3 years ago · 8f093cf96d
--- a/ARCHITECTURE.md
+++ b/ARCHITECTURE.md
@@ -0,0 +1,77 @@
 # Lang2 Architecture

 Lang2 is a programming language. Its implementation is split into two major parts:
 the compiler and the virtual machine. There are also shared components.

 ## I/O

 The lang2 implementation uses a simple but effective I/O model defined in
 [include/lang2/io.h](https://git.mort.coffee/mort/lang2/src/branch/master/include/lang2/io.h).
 There are two basic "interface" types: the reader `l2_io_reader`
 and the writer `l2_io_writer`.

 A reader is something which data can be read from. A reader must implement
 the `size_t read(struct l2_io_reader *self, void *buf, size_t len)` function,
 which fills `buf` with up to `len` bytes, and returns the number of bytes written.
 The reader should block until something is read into `buf`. A return value of
 0 should be interpreted as EOF.

 A writer is something which data can be written to. A writer must impleemnt
 the `void write(struct l2_io_writer *self, void *buf, size_t len)` function,
 which writes `len` bytes from `buf`. The writer should block until
 all bytes are written.

 For example writers, look at `l2_io_mem_writer` (with its `write` function
 `l2_io_mem_write`) and `l2_io_file_writer` (with its `write` function `l2_io_file_write`).
 For example readers, look at `l2_io_mem_reader` (with its `read` function
 `l2_io_mem_read`) and `l2_io_file_reader` (with `read` function `l2_io_mem_read`).

 Readers and writers aren't necessarily meant to be fast. Instead, if you're doing
 a lot of reading or writing (especially short reads and writes), you should be
 using the types `l2_bufio_reader` and `l2_bufio_writer`. These implement buffered
 reading/writing, only calling the underlying `read` or `write` function when
 the buffer gets full. The `l2_bufio_reader` also has the ability to peek
 some number (less than `L2_IO_BUFSIZ`) forwards.

 ## Atoms

 In lang2, every identifier is an "atom" (name borrowed from Erlang). An atom is just
 a number which represents the name. Every identifier gets its own ID, and every
 occurrence of a particular identifier name will be associated with the same ID.
 You can think of it like a hash, except that there are no collisions.

 Every namespace (be that the namespace of local variables in a function, the
 namespace of global functions, or a namespace variable) is just a map from
 an integer ID (the atom) to a variable reference.

 Atom literals such as `'foo` will evaluate to an atom variable which has the
 same numeric ID as the identifier `foo`. This makes it possible to pass
 names around at runtime.

 ## Compiler

 The compiler consists of the lexer, the parser and the code generator.

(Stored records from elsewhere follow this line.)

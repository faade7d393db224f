// SPDX-License-Identifier: Apache-2.0 OR MIT
// Copyright (c) 2025-2026 the dv-router authors

//! Distance table: a single-relaxation-step Bellman-Ford over routes
//! learned from neighbors' distance vectors.
//!
//! A route is keyed by `(dest, via)`; the best distance to a
//! destination is the minimum over all routes to it. No split-horizon,
//! poisoned-reverse, or count-to-infinity mitigation is applied here —
//! that is out of scope for this daemon.

use super::codec::Message;
use std::collections::HashMap;

/// Distances at or above this sentinel are treated as "no route" and
/// never appear in an emitted distance vector.
pub const NO_ROUTE: u32 = 1_000_000;

/// Collection of `(dest, via) -> distance` routes plus the shared
/// dirty flag that gates DV broadcast.
#[derive(Debug)]
pub struct DistanceTable {
    my_ip: String,
    routes: HashMap<(String, String), u32>,
    updated_dv: bool,
}

impl DistanceTable {
    pub fn new(my_ip: String) -> Self {
        Self {
            my_ip,
            routes: HashMap::new(),
            updated_dv: false,
        }
    }

    /// Ingest a raw DV datagram. Returns `true` if any route changed.
    ///
    /// Echoes of our own DV are discarded outright. Tuples whose `dest`
    /// is our own IP are dropped rather than stored (we never route to
    /// ourselves). An existing `(dest, via)` route is overwritten even
    /// when the new distance is worse — the neighbor's own estimate is
    /// authoritative for that destination-via-neighbor pair.
    pub fn process_distance_vector(&mut self, raw: &str) -> bool {
        let (sender, pairs) = match Message::parse(raw) {
            Some(Message::Dv { sender, pairs }) => (sender, pairs),
            _ => return false,
        };
        if sender == self.my_ip {
            return false;
        }

        let mut changed = false;
        for (dest, dist) in pairs {
            if dest == self.my_ip {
                continue;
            }
            let new_dist = dist.saturating_add(1);
            let key = (dest, sender.clone());
            match self.routes.get(&key) {
                Some(&existing) if existing == new_dist => {}
                _ => {
                    self.routes.insert(key, new_dist);
                    changed = true;
                }
            }
        }

        if changed {
            self.dv_update();
        }
        changed
    }

    /// Remove every route whose `via` is `neighbor_ip`. Returns `true`
    /// if any route was removed and marks the table dirty in that case.
    pub fn remove_routes_via(&mut self, neighbor_ip: &str) -> bool {
        let before = self.routes.len();
        self.routes.retain(|(_, via), _| via != neighbor_ip);
        let changed = self.routes.len() != before;
        if changed {
            self.dv_update();
        }
        changed
    }

    /// Best distance per destination, deduplicated, in lexicographic
    /// destination order for a stable, testable emission order.
    fn best_distances(&self) -> Vec<(String, u32)> {
        let mut best: HashMap<&str, u32> = HashMap::new();
        for ((dest, _via), &dist) in &self.routes {
            best.entry(dest.as_str())
                .and_modify(|d| *d = (*d).min(dist))
                .or_insert(dist);
        }
        let mut out: Vec<(String, u32)> = best
            .into_iter()
            .filter(|&(_, dist)| dist < NO_ROUTE)
            .map(|(dest, dist)| (dest.to_string(), dist))
            .collect();
        out.sort_by(|a, b| a.0.cmp(&b.0));
        out
    }

    /// Serialize this node's distance vector for broadcast.
    pub fn get_distance_vector(&self) -> String {
        let pairs = self.best_distances();
        Message::encode_dv(&self.my_ip, pairs.iter().map(|(d, n)| (d.as_str(), *n)))
    }

    pub fn is_dirty(&self) -> bool {
        self.updated_dv
    }

    pub fn dv_update(&mut self) {
        self.updated_dv = true;
    }

    pub fn dv_sent(&mut self) {
        self.updated_dv = false;
    }

    pub fn route_count(&self) -> usize {
        self.routes.len()
    }

    pub fn get_route(&self, dest: &str, via: &str) -> Option<u32> {
        self.routes.get(&(dest.to_string(), via.to_string())).copied()
    }
}
// SPDX-License-Identifier: Apache-2.0 OR MIT
// Copyright (c) 2025-2026 the dv-router authors

//! Distance-vector routing daemon core.
//!
//! Two long-lived tasks share one UDP broadcast socket: a periodic
//! task (HELLO beacon, stale sweep, conditional DV broadcast) and a
//! receive loop (decode + dispatch). Both are gated by a shared
//! shutdown signal.

pub mod codec;
pub mod distance;
pub mod neighbor;

use crate::config::Config;
use codec::Message;
use distance::DistanceTable;
use neighbor::NeighborTable;
use socket2::{Domain, Protocol, Socket, Type};
use std::net::{Ipv4Addr, SocketAddr};
use std::sync::atomic::{AtomicBool, Ordering};
use std::sync::Arc;
use std::time::{Duration, Instant};
use tokio::net::UdpSocket;
use tokio::sync::{Mutex, Notify};
use tracing::{debug, info, warn};

const RECV_BUF_LEN: usize = 512;
const RECV_ERROR_BACKOFF: Duration = Duration::from_millis(100);

/// Distance-vector routing daemon.
#[derive(Clone)]
pub struct Daemon {
    my_ip: Ipv4Addr,
    config: Arc<Config>,
    neighbors: Arc<Mutex<NeighborTable>>,
    routes: Arc<Mutex<DistanceTable>>,
    socket: Arc<UdpSocket>,
    broadcast_addr: SocketAddr,
    shutdown: Arc<Notify>,
    running: Arc<AtomicBool>,
}

impl Daemon {
    /// Create a new daemon. Binds and configures the shared broadcast
    /// socket; failure here is startup-fatal.
    pub fn new(my_ip: Ipv4Addr, config: Config) -> Result<Self, DaemonError> {
        config
            .validate()
            .map_err(|e| DaemonError::Config(e.to_string()))?;

        let socket2 = Socket::new(Domain::IPV4, Type::DGRAM, Some(Protocol::UDP))
            .map_err(|e| DaemonError::Bind(e.to_string()))?;
        socket2
            .set_reuse_address(true)
            .map_err(|e| DaemonError::Bind(e.to_string()))?;
        socket2
            .set_broadcast(true)
            .map_err(|e| DaemonError::Bind(e.to_string()))?;
        let bind_addr: SocketAddr = format!("0.0.0.0:{}", config.port)
            .parse()
            .map_err(|e| DaemonError::Bind(format!("{e}")))?;
        socket2
            .bind(&bind_addr.into())
            .map_err(|e| DaemonError::Bind(e.to_string()))?;
        socket2
            .set_nonblocking(true)
            .map_err(|e| DaemonError::Bind(e.to_string()))?;

        let std_socket: std::net::UdpSocket = socket2.into();
        let socket = UdpSocket::from_std(std_socket).map_err(|e| DaemonError::Bind(e.to_string()))?;

        let broadcast_addr: SocketAddr = format!("255.255.255.255:{}", config.port)
            .parse()
            .map_err(|e| DaemonError::Bind(format!("{e}")))?;

        Ok(Self {
            my_ip,
            config: Arc::new(config),
            neighbors: Arc::new(Mutex::new(NeighborTable::new(my_ip.to_string()))),
            routes: Arc::new(Mutex::new(DistanceTable::new(my_ip.to_string()))),
            socket: Arc::new(socket),
            broadcast_addr,
            shutdown: Arc::new(Notify::new()),
            running: Arc::new(AtomicBool::new(false)),
        })
    }

    /// Run the daemon until `shutdown` is signalled. Spawns the
    /// periodic and receive tasks and waits for both to finish.
    pub async fn run(&self) -> Result<(), DaemonError> {
        if self.running.swap(true, Ordering::SeqCst) {
            return Err(DaemonError::AlreadyRunning);
        }

        info!(
            "dv-router node={} listening on 0.0.0.0:{} (broadcast {})",
            self.my_ip, self.config.port, self.broadcast_addr
        );

        let periodic = self.clone();
        let receiver = self.clone();
        let (_, _) = tokio::join!(periodic.run_periodic(), receiver.run_receiver());

        self.running.store(false, Ordering::SeqCst);
        Ok(())
    }

    /// Signal both tasks to stop.
    pub fn shutdown(&self) {
        self.shutdown.notify_waiters();
    }

    pub fn is_running(&self) -> bool {
        self.running.load(Ordering::SeqCst)
    }

    pub async fn neighbor_count(&self) -> usize {
        self.neighbors.lock().await.len()
    }

    pub async fn route_count(&self) -> usize {
        self.routes.lock().await.route_count()
    }

    /// Periodic task: HELLO, stale sweep, conditional DV broadcast.
    async fn run_periodic(self) {
        let mut ticker = tokio::time::interval(self.config.hello_interval());
        loop {
            tokio::select! {
                _ = ticker.tick() => self.periodic_tick().await,
                _ = self.shutdown.notified() => {
                    debug!("periodic task shutting down");
                    break;
                }
            }
        }
    }

    async fn periodic_tick(&self) {
        let (ip, seq) = {
            let mut neighbors = self.neighbors.lock().await;
            neighbors.next_hello()
        };
        let hello = Message::encode_hello(&ip, seq);
        if let Err(e) = self.socket.send_to(hello.as_bytes(), self.broadcast_addr).await {
            warn!("send HELLO failed: {e}");
        }

        let evicted = {
            let mut neighbors = self.neighbors.lock().await;
            neighbors.remove_stale(self.config.neighbor_timeout(), Instant::now())
        };
        for ip in &evicted {
            info!("neighbor {ip} expired");
        }

        let mut routes = self.routes.lock().await;
        for ip in &evicted {
            routes.remove_routes_via(ip);
        }
        if routes.is_dirty() {
            let dv = routes.get_distance_vector();
            match self.socket.send_to(dv.as_bytes(), self.broadcast_addr).await {
                Ok(_) => routes.dv_sent(),
                Err(e) => warn!("send DV failed: {e} (will retry next tick)"),
            }
        }
    }

    /// Receive task: decode + dispatch, silently dropping malformed
    /// datagrams. Transient errors back off briefly and retry.
    async fn run_receiver(self) {
        let mut buf = [0u8; RECV_BUF_LEN];
        loop {
            tokio::select! {
                result = self.socket.recv_from(&mut buf) => {
                    match result {
                        Ok((n, _peer)) => self.handle_datagram(&buf[..n]).await,
                        Err(e) => {
                            warn!("recv error: {e}, backing off");
                            tokio::time::sleep(RECV_ERROR_BACKOFF).await;
                        }
                    }
                }
                _ = self.shutdown.notified() => {
                    debug!("receive task shutting down");
                    break;
                }
            }
        }
    }

    async fn handle_datagram(&self, bytes: &[u8]) {
        let Ok(raw) = std::str::from_utf8(bytes) else {
            return;
        };
        match Message::parse(raw) {
            Some(Message::Hello { sender, seq }) => {
                let mut neighbors = self.neighbors.lock().await;
                if neighbors.process_hello(&sender, seq, Instant::now()) {
                    info!("neighbor {sender} up");
                }
            }
            Some(Message::Dv { .. }) => {
                let mut routes = self.routes.lock().await;
                routes.process_distance_vector(raw);
            }
            None => {}
        }
    }
}

/// Daemon error types.
#[derive(Debug)]
pub enum DaemonError {
    Config(String),
    Bind(String),
    AlreadyRunning,
    Io(String),
}

impl std::fmt::Display for DaemonError {
    fn fmt(&self, f: &mut std::fmt::Formatter<'_>) -> std::fmt::Result {
        match self {
            Self::Config(s) => write!(f, "Configuration error: {s}"),
            Self::Bind(s) => write!(f, "Bind error: {s}"),
            Self::AlreadyRunning => write!(f, "Daemon already running"),
            Self::Io(s) => write!(f, "I/O error: {s}"),
        }
    }
}

impl std::error::Error for DaemonError {}

impl From<std::io::Error> for DaemonError {
    fn from(e: std::io::Error) -> Self {
        Self::Io(e.to_string())
    }
}
// SPDX-License-Identifier: Apache-2.0 OR MIT
// Copyright (c) 2025-2026 the dv-router authors

//! Wire codec for the distance-vector protocol.
//!
//! Two ASCII message shapes, `:`-separated, one logical message per
//! UDP datagram:
//!
//! ```text
//! <senderIP>:HELLO:<seq>
//! <senderIP>:DV:(<dest1>,<dist1>):(<dest2>,<dist2>):...:
//! ```
//!
//! Pure and stateless: no I/O, no shared state. Sender/dest IPs are
//! opaque ASCII tokens here, validated only by length.

/// Maximum length of an IP token, in bytes.
const MAX_IP_LEN: usize = 31;

/// A decoded wire message.
#[derive(Debug, Clone, PartialEq, Eq)]
pub enum Message {
    Hello { sender: String, seq: u16 },
    Dv { sender: String, pairs: Vec<(String, u32)> },
}

impl Message {
    /// Parse a raw datagram payload. Returns `None` for anything that
    /// does not even have a valid sender/kind preamble. Individual
    /// malformed `(dest,dist)` tuples inside an otherwise valid DV are
    /// skipped rather than failing the whole message.
    pub fn parse(raw: &str) -> Option<Message> {
        let mut tokens = raw.split(':');
        let sender = tokens.next()?;
        if sender.is_empty() || sender.len() > MAX_IP_LEN {
            return None;
        }
        let kind = tokens.next()?;

        match kind {
            "HELLO" => {
                let seq: u16 = tokens.next()?.parse().ok()?;
                Some(Message::Hello {
                    sender: sender.to_string(),
                    seq,
                })
            }
            "DV" => {
                let pairs = tokens.filter_map(parse_tuple).collect();
                Some(Message::Dv {
                    sender: sender.to_string(),
                    pairs,
                })
            }
            _ => None,
        }
    }

    /// Encode a HELLO beacon.
    pub fn encode_hello(sender: &str, seq: u16) -> String {
        format!("{sender}:HELLO:{seq}")
    }

    /// Encode a distance vector. `pairs` must already be deduplicated
    /// by destination; each is emitted once, in the given order.
    pub fn encode_dv<'a>(sender: &str, pairs: impl Iterator<Item = (&'a str, u32)>) -> String {
        let mut out = format!("{sender}:DV:");
        for (dest, dist) in pairs {
            out.push('(');
            out.push_str(dest);
            out.push(',');
            out.push_str(&dist.to_string());
            out.push_str("):");
        }
        out
    }
}

/// Parse a single `(ip,int)` token. Tolerates the empty token left by a
/// trailing `:` after the last tuple.
fn parse_tuple(token: &str) -> Option<(String, u32)> {
    if token.is_empty() {
        return None;
    }
    let inner = token.strip_prefix('(')?.strip_suffix(')')?;
    let (ip, dist) = inner.split_once(',')?;
    if ip.is_empty() || ip.len() > MAX_IP_LEN {
        return None;
    }
    let dist: u32 = dist.parse().ok()?;
    Some((ip.to_string(), dist))
}

#[cfg(test)]
mod tests {
    use super::*;

    #[test]
    fn test_parses_hello() {
        let msg = Message::parse("10.0.0.2:HELLO:7").unwrap();
        assert_eq!(
            msg,
            Message::Hello {
                sender: "10.0.0.2".into(),
                seq: 7
            }
        );
    }

    #[test]
    fn test_parses_dv_with_trailing_colon() {
        let msg = Message::parse("10.0.0.2:DV:(10.0.0.3,0):(10.0.0.4,2):").unwrap();
        assert_eq!(
            msg,
            Message::Dv {
                sender: "10.0.0.2".into(),
                pairs: vec![("10.0.0.3".into(), 0), ("10.0.0.4".into(), 2)],
            }
        );
    }

    #[test]
    fn test_parses_dv_without_trailing_colon() {
        let msg = Message::parse("10.0.0.2:DV:(10.0.0.3,0):(10.0.0.4,2)").unwrap();
        assert_eq!(
            msg,
            Message::Dv {
                sender: "10.0.0.2".into(),
                pairs: vec![("10.0.0.3".into(), 0), ("10.0.0.4".into(), 2)],
            }
        );
    }

    #[test]
    fn test_empty_dv_is_valid() {
        let msg = Message::parse("10.0.0.2:DV:").unwrap();
        assert_eq!(
            msg,
            Message::Dv {
                sender: "10.0.0.2".into(),
                pairs: vec![],
            }
        );
    }

    #[test]
    fn test_skips_malformed_tuples_but_keeps_valid_ones() {
        let msg = Message::parse("10.0.0.2:DV:(bad):(10.0.0.3,0):(10.0.0.4,notanumber):").unwrap();
        assert_eq!(
            msg,
            Message::Dv {
                sender: "10.0.0.2".into(),
                pairs: vec![("10.0.0.3".into(), 0)],
            }
        );
    }

    #[test]
    fn test_rejects_too_few_tokens() {
        assert!(Message::parse("10.0.0.2").is_none());
        assert!(Message::parse("").is_none());
    }

    #[test]
    fn test_rejects_unknown_kind() {
        assert!(Message::parse("10.0.0.2:BOGUS:1").is_none());
    }

    #[test]
    fn test_rejects_hello_without_seq() {
        assert!(Message::parse("10.0.0.2:HELLO").is_none());
        assert!(Message::parse("10.0.0.2:HELLO:notanumber").is_none());
    }

    #[test]
    fn test_encodes_hello() {
        assert_eq!(Message::encode_hello("10.0.0.1", 3), "10.0.0.1:HELLO:3");
    }

    #[test]
    fn test_encodes_dv() {
        let pairs = vec![("10.0.0.3", 2u32), ("10.0.0.4", 5u32)];
        let encoded = Message::encode_dv("10.0.0.1", pairs.into_iter());
        assert_eq!(encoded, "10.0.0.1:DV:(10.0.0.3,2):(10.0.0.4,5):");
    }

    #[test]
    fn test_round_trips_through_parse() {
        let encoded = Message::encode_dv(
            "10.0.0.1",
            vec![("10.0.0.3", 2u32), ("10.0.0.4", 5u32)].into_iter(),
        );
        let parsed = Message::parse(&encoded).unwrap();
        assert_eq!(
            parsed,
            Message::Dv {
                sender: "10.0.0.1".into(),
                pairs: vec![("10.0.0.3".into(), 2), ("10.0.0.4".into(), 5)],
            }
        );
    }
}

 The lexer reads from a `reader` and produces tokens as it reads.
 A token carries information about what kind of token it is (identifier, number,
 open paren, etc). In addition, the token might carry extra information;
 number tokens contain a number, dot-number tokens contain an integer,
 and identifiers and strings contain a string.

 The parser reads tokens from the lexer and uses the code generator to generate
 bytecode. Unlike other languages, the parser doesn't produce a syntax tree;
 it just emits bytecode as it goes. This is possible thanks to careful syntax
 design combined with careful bytecode design.

 The code generator contains, for the most part, thin wrappers around bytecode
 instructions. For example, the `l2_gen_halt` function just contains one line
 to write an `L2_OP_HALT` instruction. However, it also has the responsibility
 of keeping track of the atoms (so that the name `foo` always gets the same ID
 everywhere), and of keeping track of the string literals (so that multiple
 string literals with the same content only show up once in the bytecode).

 ## Virtual Machine

 The virtual machine executes bytecode.
 The central piece of the VM is the `l2_vm_step` function, which looks at the
 code at the instruction pointer and executes it with a giant switch statement.